Senegal Pays More Than Burkina Faso to Borrow on the Regional Market
Monday, 02 March 2026 11:20
  • Senegal raised CFA108.79 billion ($195 million) on the regional market but at rising short-term borrowing costs.
  • Its 364-day yield reached 6.79%, 63 basis points higher than Burkina Faso’s despite security risks there.
  • The country faces a $485 million Eurobond repayment in mid-March as its IMF program remains suspended.

Senegal raised CFA108.79 billion ($195 million) on the regional debt market on February 27 exceeding its CFA100 billion target. But the cost of short-term borrowing continued to climb, underscoring lingering investor concerns amid a broader sovereign debt crisis.

According to UMOA-Titres, the regional agency that manages bond issuances for member states of the West African Economic and Monetary Union, the auction was 161% oversubscribed. However, the average yield on 364-day Treasury bills rose to 6.79%, up 17 basis points from the previous session on February 20.

Short-Term Borrowing Costs Higher Than Burkina Faso’s

The latest yield places Senegal in a striking position: it is now borrowing short term at rates 63 basis points higher than Burkina Faso, even though parts of Burkina Faso’s territory remain under the control of armed jihadist groups. Just two days earlier, on February 25, Ouagadougou raised its own 364-day bills at an average yield of 6.16%.

Analysts say the gap reflects market distrust toward Dakar following the 2024 disclosure of nearly $7 billion in previously unreported financial commitments under the prior administration.

The International Monetary Fund estimates that Senegal’s public debt reached 132% of GDP at the end of 2024, compared with the 74% officially reported under former President Macky Sall. Ratings agency Moody’s has since downgraded the country’s sovereign rating to Caa1 with a negative outlook.

Heavy Reliance on Côte d’Ivoire

The geographic breakdown of bids highlights another vulnerability. Côte d’Ivoire and Senegal itself accounted for more than 91% of the amounts accepted at Friday’s auction.

Ivorian banks submitted CFA55.61 billion in bids for the 364-day bills, of which CFA39 billion were accepted.

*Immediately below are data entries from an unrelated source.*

//! Slack Web API client.
//!
//! One `SlackWebClient` backs three seams: the profile directory used by the
//! drain (`users.info`), level-up notifications (`chat.postMessage`, opening a
//! DM with `conversations.open` when no channel is known) and command replies.

use async_trait::async_trait;
use secrecy::{ExposeSecret, SecretString};
use serde_json::{json, Value};
use thiserror::Error;
use tracing::debug;

use wexu_core::directory::{ProfileDirectory, ProfileLookupError, SlackProfile};
use wexu_core::domain::user::{ProfileMetadata, UserId};
use wexu_core::notify::{Destination, NotifyError, Notifier};

use crate::blocks::MessageTemplate;

#[derive(Clone, Debug, Error, PartialEq, Eq)]
pub enum SlackApiError {
    #[error("slack request failed: {0}")]
    Transport(String),
    #[error("slack returned HTTP {0}")]
    Status(u16),
    #[error("slack api error: {0}")]
    Api(String),
    #[error("slack response could not be decoded: {0}")]
    Decode(String),
}

impl From<SlackApiError> for ProfileLookupError {
    fn from(value: SlackApiError) -> Self {
        match value {
            SlackApiError::Api(code) => Self::Api(code),
            other => Self::Transport(other.to_string()),
        }
    }
}

impl From<SlackApiError> for NotifyError {
    fn from(value: SlackApiError) -> Self {
        match value {
            SlackApiError::Api(code) => Self::Api(code),
            other => Self::Transport(other.to_string()),
        }
    }
}

/// Where command replies go.
#[async_trait]
pub trait ResponseSink: Send + Sync {
    async fn respond(&self, channel_id: &str, message: &MessageTemplate)
        -> Result<(), SlackApiError>;
}

#[derive(Default)]
pub struct NoopResponseSink;

#[async_trait]
impl ResponseSink for NoopResponseSink {
    async fn respond(
        &self,
        _channel_id: &str,
        _message: &MessageTemplate,
    ) -> Result<(), SlackApiError> {
        Ok(())
    }
}

/// Checks the `ok` flag every Web API response carries.
pub fn decode_api_response(body: Value) -> Result<Value, SlackApiError> {
    if body.get("ok").and_then(Value::as_bool) == Some(true) {
        return Ok(body);
    }
    let code = body.get("error").and_then(Value::as_str).unwrap_or("unknown_error");
    Err(SlackApiError::Api(code.to_owned()))
}

fn optional_string(value: &Value, key: &str) -> Option<String> {
    value
        .get(key)
        .and_then(Value::as_str)
        .map(str::trim)
        .filter(|text| !text.is_empty())
        .map(str::to_owned)
}

/// Maps the `user` object of a `users.info` response.
pub fn decode_profile(user: &Value) -> Result<SlackProfile, SlackApiError> {
    let id = user
        .get("id")
        .and_then(Value::as_str)
        .ok_or_else(|| SlackApiError::Decode("user object has no `id`".to_owned()))?;
    let profile = user.get("profile").cloned().unwrap_or(Value::Null);

    Ok(SlackProfile {
        user_id: UserId::from(id),
        is_bot: user.get("is_bot").and_then(Value::as_bool).unwrap_or(false),
        deleted: user.get("deleted").and_then(Value::as_bool).unwrap_or(false),
        metadata: ProfileMetadata {
            first_name: optional_string(&profile, "first_name"),
            last_name: optional_string(&profile, "last_name"),
            real_name: optional_string(&profile, "real_name")
                .or_else(|| optional_string(user, "real_name")),
            display_name: optional_string(&profile, "display_name"),
            tz: optional_string(user, "tz"),
            image_original: optional_string(&profile, "image_original"),
            slack_email: optional_string(&profile, "email"),
        },
    })
}

pub struct SlackWebClient {
    http: reqwest::Client,
    base_url: String,
    bot_token: SecretString,
}

impl SlackWebClient {
    pub fn new(http: reqwest::Client, base_url: impl Into<String>, bot_token: SecretString) -> Self {
        let base_url = base_url.into().trim_end_matches('/').to_owned();
        Self { http, base_url, bot_token }
    }

    fn endpoint(&self, method: &str) -> String {
        format!("{}/{method}", self.base_url)
    }

    async fn read_response(response: reqwest::Response) -> Result<Value, SlackApiError> {
        if !response.status().is_success() {
            return Err(SlackApiError::Status(response.status().as_u16()));
        }
        let body: Value =
            response.json().await.map_err(|error| SlackApiError::Decode(error.to_string()))?;
        decode_api_response(body)
    }

    async fn post_json(&self, method: &str, payload: &Value) -> Result<Value, SlackApiError> {
        let response = self
            .http
            .post(self.endpoint(method))
            .bearer_auth(self.bot_token.expose_secret())
            .json(payload)
            .send()
            .await
            .map_err(|error| SlackApiError::Transport(error.to_string()))?;
        Self::read_response(response).await
    }

    pub async fn user_info(&self, user_id: &UserId) -> Result<SlackProfile, SlackApiError> {
        let response = self
            .http
            .post(self.endpoint("users.info"))
            .bearer_auth(self.bot_token.expose_secret())
            .form(&[("user", user_id.as_str())])
            .send()
            .await
            .map_err(|error| SlackApiError::Transport(error.to_string()))?;
        let body = Self::read_response(response).await?;
        let user = body
            .get("user")
            .ok_or_else(|| SlackApiError::Decode("users.info response has no `user`".to_owned()))?;
        decode_profile(user)
    }

    /// Returns the id of the DM channel with `user_id`.
    pub async fn open_direct_message(&self, user_id: &UserId) -> Result<String, SlackApiError> {
        let body = self.post_json("conversations.open", &json!({ "users": user_id.as_str() })).await?;
        body.get("channel")
            .and_then(|channel| channel.get("id"))
            .and_then(Value::as_str)
            .map(str::to_owned)
            .ok_or_else(|| SlackApiError::Decode("conversations.open returned no channel".to_owned()))
    }

    pub async fn post_text(&self, channel_id: &str, text: &str) -> Result<(), SlackApiError> {
        self.post_json("chat.postMessage", &json!({ "channel": channel_id, "text": text })).await?;
        Ok(())
    }

    pub async fn post_template(
        &self,
        channel_id: &str,
        message: &MessageTemplate,
    ) -> Result<(), SlackApiError> {
        let payload = json!({
            "channel": channel_id,
            "text": message.fallback_text,
            "blocks": message.blocks,
        });
        self.post_json("chat.postMessage", &payload).await?;
        Ok(())
    }
}

#[async_trait]
impl ProfileDirectory for SlackWebClient {
    async fn lookup(&self, user_id: &UserId) -> Result<Option<SlackProfile>, ProfileLookupError> {
        match self.user_info(user_id).await {
            Ok(profile) => Ok(Some(profile)),
            Err(SlackApiError::Api(code)) if code == "user_not_found" => {
                debug!(user_id = %user_id, "slack does not know this user");
                Ok(None)
            }
            Err(error) => Err(error.into()),
        }
    }
}

#[async_trait]
impl Notifier for SlackWebClient {
    async fn notify(&self, destination: &Destination, message: &str) -> Result<(), NotifyError> {
        let channel_id = match destination {
            Destination::Channel(channel) => channel.as_str().to_owned(),
            Destination::DirectMessage(user_id) => self.open_direct_message(user_id).await?,
        };
        self.post_text(&channel_id, message).await?;
        Ok(())
    }
}

#[async_trait]
impl ResponseSink for SlackWebClient {
    async fn respond(
        &self,
        channel_id: &str,
        message: &MessageTemplate,
    ) -> Result<(), SlackApiError> {
        self.post_template(channel_id, message).await
    }
}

Meanwhile, Senegal — through its public and semi-public financial institutions — absorbed 82% of the three-year bonds allocated, or CFA42.5 billion out of CFA51.5 billion issued at that maturity.

A Critical Payment in Two Weeks

The auction comes just two weeks before a major repayment deadline. On March 13, Senegal must repay a Eurobond issued in 2018, totaling $485 million in principal and interest.

According to sources cited by Reuters and Bloomberg on February 17, the Treasury has secured the necessary funds to meet the payment. Since January 1, the government led by President Bassirou Diomaye Faye and Prime Minister Ousmane Sonko has raised nearly CFA700 billion on the regional market through weekly UMOA-Titres auctions and, more discreetly, through total return swaps (TRS).

These over-the-counter derivative instruments, negotiated with international banks, allow Senegal’s Treasury to obtain immediate foreign currency liquidity by posting domestic debt securities as collateral.

Estimates cited by Bank of America in early December 2025 suggest Senegal contracted between $750 million and $1 billion in TRS in 2025, backed by 1.3 to 1.5 times their value in local debt. Multiple sources confirm that the government has already used these instruments again in early 2026. Last week, the West African Development Bank (BOAD), which holds part of its liquidity in dollars, disclosed that it was investing in regional sovereign securities — a rare move for the development bank, which has seldom commented publicly on its treasury operations.

Financing efforts continue. Dakar has also launched an additional CFA200 billion fundraising through the syndicated segment of the regional market. Once issued, these bonds are listed on the Regional Stock Exchange (BRVM) in Abidjan. This would mark Senegal’s first public offering of the year, with plans to carry out four such operations in 2026, as it did in 2025.

IMF Program Still on Hold

The main medium-term concern remains the suspension of Senegal’s $1.8 billion IMF program since November 2025, after talks collapsed. The breakdown immediately triggered a sharp sell-off of Senegal’s Eurobonds on international secondary markets, with some securities trading at discounts of up to 49%.

A new IMF mission chief arrived in Dakar in January to restart negotiations, but no agreement has yet been announced. The government has reiterated that it opposes any debt restructuring involving a “haircut” for creditors. Prime Minister Sonko has said the administration prefers a “reprofiling of maturities” rather than a reduction in principal.

Senegal’s total financing needs for 2026 are estimated at CFA6,075 billion under the draft Finance Law, including CFA4,307 billion solely for debt amortization.